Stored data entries
//! Transport collaborator interface.
//!
//! The wire protocol and its cryptography live behind these traits. A
//! [`DeviceProvider`] owns the provisioned device credentials and hands out
//! [`TransportClient`]s bound to them; the gateway only orchestrates those
//! clients.
//!
//! Events flow as messages: pairing progress arrives on the stream returned
//! by [`TransportClient::open_pairing_stream`], connection notifications on
//! the bounded sink installed with [`TransportClient::set_event_sink`].

mod jid;
pub mod loopback;

use std::sync::Arc;
use std::time::Duration;

use async_trait::async_trait;
use thiserror::Error;
use tokio::sync::mpsc;
use tokio_util::sync::CancellationToken;

pub use jid::{Jid, ParseJidError, USER_SERVER};

/// Errors reported by the transport collaborator.
#[derive(Error, Debug, Clone, PartialEq, Eq)]
pub enum TransportError {
    #[error("connect failed: {0}")]
    Connect(String),

    #[error("pairing unavailable: {0}")]
    Pairing(String),

    #[error("upload failed: {0}")]
    Upload(String),

    #[error("send failed: {0}")]
    Send(String),

    #[error("device store error: {0}")]
    Device(String),

    #[error("operation timed out")]
    Timeout,

    #[error("client closed")]
    Closed,
}

/// One item of a pairing-event stream.
#[derive(Debug, Clone, PartialEq, Eq)]
pub enum PairingEvent {
    /// A fresh one-time pairing payload. `timeout` is how long the network
    /// keeps it valid, when it says so.
    Code {
        code: String,
        timeout: Option<Duration>,
    },
    /// The owner scanned a code and the device is now linked.
    Success,
    /// The network stopped issuing codes.
    Timeout,
    /// Pairing failed.
    Error(String),
}

/// Pairing events for one flow. Closed by the collaborator when the flow ends.
pub type PairingStream = mpsc::Receiver<PairingEvent>;

/// Connection notifications delivered for a live client.
#[derive(Debug, Clone, Copy, PartialEq, Eq)]
pub enum ConnectionEvent {
    Connected,
    Disconnected,
    LoggedOut,
}

/// Media categories understood by the network.
#[derive(Debug, Clone, Copy, PartialEq, Eq)]
pub enum MediaKind {
    Image,
    Video,
    Audio,
    Document,
}

impl MediaKind {
    /// Pick a category from a MIME content type.
    pub fn from_content_type(content_type: &str) -> Self {
        if content_type.starts_with("image/") {
            MediaKind::Image
        } else if content_type.starts_with("video/") {
            MediaKind::Video
        } else if content_type.starts_with("audio/") {
            MediaKind::Audio
        } else {
            MediaKind::Document
        }
    }

    pub fn as_str(&self) -> &'static str {
        match self {
            MediaKind::Image => "image",
            MediaKind::Video => "video",
            MediaKind::Audio => "audio",
            MediaKind::Document => "document",
        }
    }
}

/// Reference to uploaded, encrypted media.
#[derive(Debug, Clone, PartialEq, Eq, Default)]
pub struct UploadedMedia {
    pub url: String,
    pub direct_path: String,
    pub media_key: Vec<u8>,
    pub file_sha256: Vec<u8>,
    pub file_enc_sha256: Vec<u8>,
    pub file_length: u64,
}

/// Message handed to the transport for delivery.
#[derive(Debug, Clone, PartialEq, Eq)]
pub enum OutgoingMessage {
    Text {
        body: String,
    },
    Media {
        kind: MediaKind,
        media: UploadedMedia,
        mime_type: String,
        caption: Option<String>,
        file_name: Option<String>,
    },
}

/// A single connection to the messaging network, bound to one device
/// credential.
#[async_trait]
pub trait TransportClient: Send + Sync {
    /// Open the connection.
    async fn connect(&self) -> Result<(), TransportError>;

    /// Close the connection. Never fails.
    async fn disconnect(&self);

    fn is_connected(&self) -> bool;

    /// Stable device identity, present once pairing completed.
    fn device(&self) -> Option<Jid>;

    /// Open a pairing-event stream. Must be called before [`connect`] on an
    /// unpaired client. Cancelling `cancel` ends the flow.
    ///
    /// [`connect`]: TransportClient::connect
    async fn open_pairing_stream(
        &self,
        cancel: CancellationToken,
    ) -> Result<PairingStream, TransportError>;

    async fn upload(&self, data: Vec<u8>, kind: MediaKind)
        -> Result<UploadedMedia, TransportError>;

    /// Deliver a message, returning the network message id.
    async fn send_message(
        &self,
        recipient: &Jid,
        message: OutgoingMessage,
    ) -> Result<String, TransportError>;

    /// Install the queue that receives connection notifications. Replaces any
    /// previous sink.
    fn set_event_sink(&self, sink: mpsc::Sender<ConnectionEvent>);
}

/// Container of provisioned device credentials.
#[async_trait]
pub trait DeviceProvider: Send + Sync {
    /// Allocate a fresh, unpaired device credential and a client bound to it.
    async fn new_device(&self) -> Result<Arc<dyn TransportClient>, TransportError>;

    /// All device credentials that completed pairing.
    async fn all_devices(&self) -> Result<Vec<Jid>, TransportError>;

    /// Look up one credential by its exact address.
    async fn get_device(&self, jid: &Jid) -> Result<Option<Jid>, TransportError>;

    /// Build a client for a stored credential.
    async fn client_for(&self, device: &Jid) -> Result<Arc<dyn TransportClient>, TransportError>;

    /// Forget a credential, e.g. after the account logged the device out.
    async fn delete_device(&self, device: &Jid) -> Result<(), TransportError>;
}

Exercise brief: The full set of records must be transcribed character for character.

Solution to this problem:
//! Transport collaborator interface.
//!
//! The wire protocol and its cryptography live behind these traits. A
//! [`DeviceProvider`] owns the provisioned device credentials and hands out
//! [`TransportClient`]s bound to them; the gateway only orchestrates those
//! clients.
//!
//! Events flow as messages: pairing progress arrives on the stream returned
//! by [`TransportClient::open_pairing_stream`], connection notifications on
//! the bounded sink installed with [`TransportClient::set_event_sink`].

mod jid;
pub mod loopback;

use std::sync::Arc;
use std::time::Duration;

use async_trait::async_trait;
use thiserror::Error;
use tokio::sync::mpsc;
use tokio_util::sync::CancellationToken;

pub use jid::{Jid, ParseJidError, USER_SERVER};

/// Errors reported by the transport collaborator.
#[derive(Error, Debug, Clone, PartialEq, Eq)]
pub enum TransportError {
    #[error("connect failed: {0}")]
    Connect(String),

    #[error("pairing unavailable: {0}")]
    Pairing(String),

    #[error("upload failed: {0}")]
    Upload(String),

    #[error("send failed: {0}")]
    Send(String),

    #[error("device store error: {0}")]
    Device(String),

    #[error("operation timed out")]
    Timeout,

    #[error("client closed")]
    Closed,
}

/// One item of a pairing-event stream.
#[derive(Debug, Clone, PartialEq, Eq)]
pub enum PairingEvent {
    /// A fresh one-time pairing payload. `timeout` is how long the network
    /// keeps it valid, when it says so.
    Code {
        code: String,
        timeout: Option<Duration>,
    },
    /// The owner scanned a code and the device is now linked.
    Success,
    /// The network stopped issuing codes.
    Timeout,
    /// Pairing failed.
    Error(String),
}

/// Pairing events for one flow. Closed by the collaborator when the flow ends.
pub type PairingStream = mpsc::Receiver<PairingEvent>;

/// Connection notifications delivered for a live client.
#[derive(Debug, Clone, Copy, PartialEq, Eq)]
pub enum ConnectionEvent {
    Connected,
    Disconnected,
    LoggedOut,
}

/// Media categories understood by the network.
#[derive(Debug, Clone, Copy, PartialEq, Eq)]
pub enum MediaKind {
    Image,
    Video,
    Audio,
    Document,
}

impl MediaKind {
    /// Pick a category from a MIME content type.
    pub fn from_content_type(content_type: &str) -> Self {
        if content_type.starts_with("image/") {
            MediaKind::Image
        } else if content_type.starts_with("video/") {
            MediaKind::Video
        } else if content_type.starts_with("audio/") {
            MediaKind::Audio
        } else {
            MediaKind::Document
        }
    }

    pub fn as_str(&self) -> &'static str {
        match self {
            MediaKind::Image => "image",
            MediaKind::Video => "video",
            MediaKind::Audio => "audio",
            MediaKind::Document => "document",
        }
    }
}

/// Reference to uploaded, encrypted media.
#[derive(Debug, Clone, PartialEq, Eq, Default)]
pub struct UploadedMedia {
    pub url: String,
    pub direct_path: String,
    pub media_key: Vec<u8>,
    pub file_sha256: Vec<u8>,
    pub file_enc_sha256: Vec<u8>,
    pub file_length: u64,
}

/// Message handed to the transport for delivery.
#[derive(Debug, Clone, PartialEq, Eq)]
pub enum OutgoingMessage {
    Text {
        body: String,
    },
    Media {
        kind: MediaKind,
        media: UploadedMedia,
        mime_type: String,
        caption: Option<String>,
        file_name: Option<String>,
    },
}

/// A single connection to the messaging network, bound to one device
/// credential.
#[async_trait]
pub trait TransportClient: Send + Sync {
    /// Open the connection.
    async fn connect(&self) -> Result<(), TransportError>;

    /// Close the connection. Never fails.
    async fn disconnect(&self);

    fn is_connected(&self) -> bool;

    /// Stable device identity, present once pairing completed.
    fn device(&self) -> Option<Jid>;

    /// Open a pairing-event stream. Must be called before [`connect`] on an
    /// unpaired client. Cancelling `cancel` ends the flow.
    ///
    /// [`connect`]: TransportClient::connect
    async fn open_pairing_stream(
        &self,
        cancel: CancellationToken,
    ) -> Result<PairingStream, TransportError>;

    async fn upload(&self, data: Vec<u8>, kind: MediaKind)
        -> Result<UploadedMedia, TransportError>;

    /// Deliver a message, returning the network message id.
    async fn send_message(
        &self,
        recipient: &Jid,
        message: OutgoingMessage,
    ) -> Result<String, TransportError>;

    /// Install the queue that receives connection notifications. Replaces any
    /// previous sink.
    fn set_event_sink(&self, sink: mpsc::Sender<ConnectionEvent>);
}

/// Container of provisioned device credentials.
#[async_trait]
pub trait DeviceProvider: Send + Sync {
    /// Allocate a fresh, unpaired device credential and a client bound to it.
    async fn new_device(&self) -> Result<Arc<dyn TransportClient>, TransportError>;

    /// All device credentials that completed pairing.
    async fn all_devices(&self) -> Result<Vec<Jid>, TransportError>;

    /// Look up one credential by its exact address.
    async fn get_device(&self, jid: &Jid) -> Result<Option<Jid>, TransportError>;

    /// Build a client for a stored credential.
    async fn client_for(&self, device: &Jid) -> Result<Arc<dyn TransportClient>, TransportError>;

    /// Forget a credential, e.g. after the account logged the device out.
    async fn delete_device(&self, device: &Jid) -> Result<(), TransportError>;
}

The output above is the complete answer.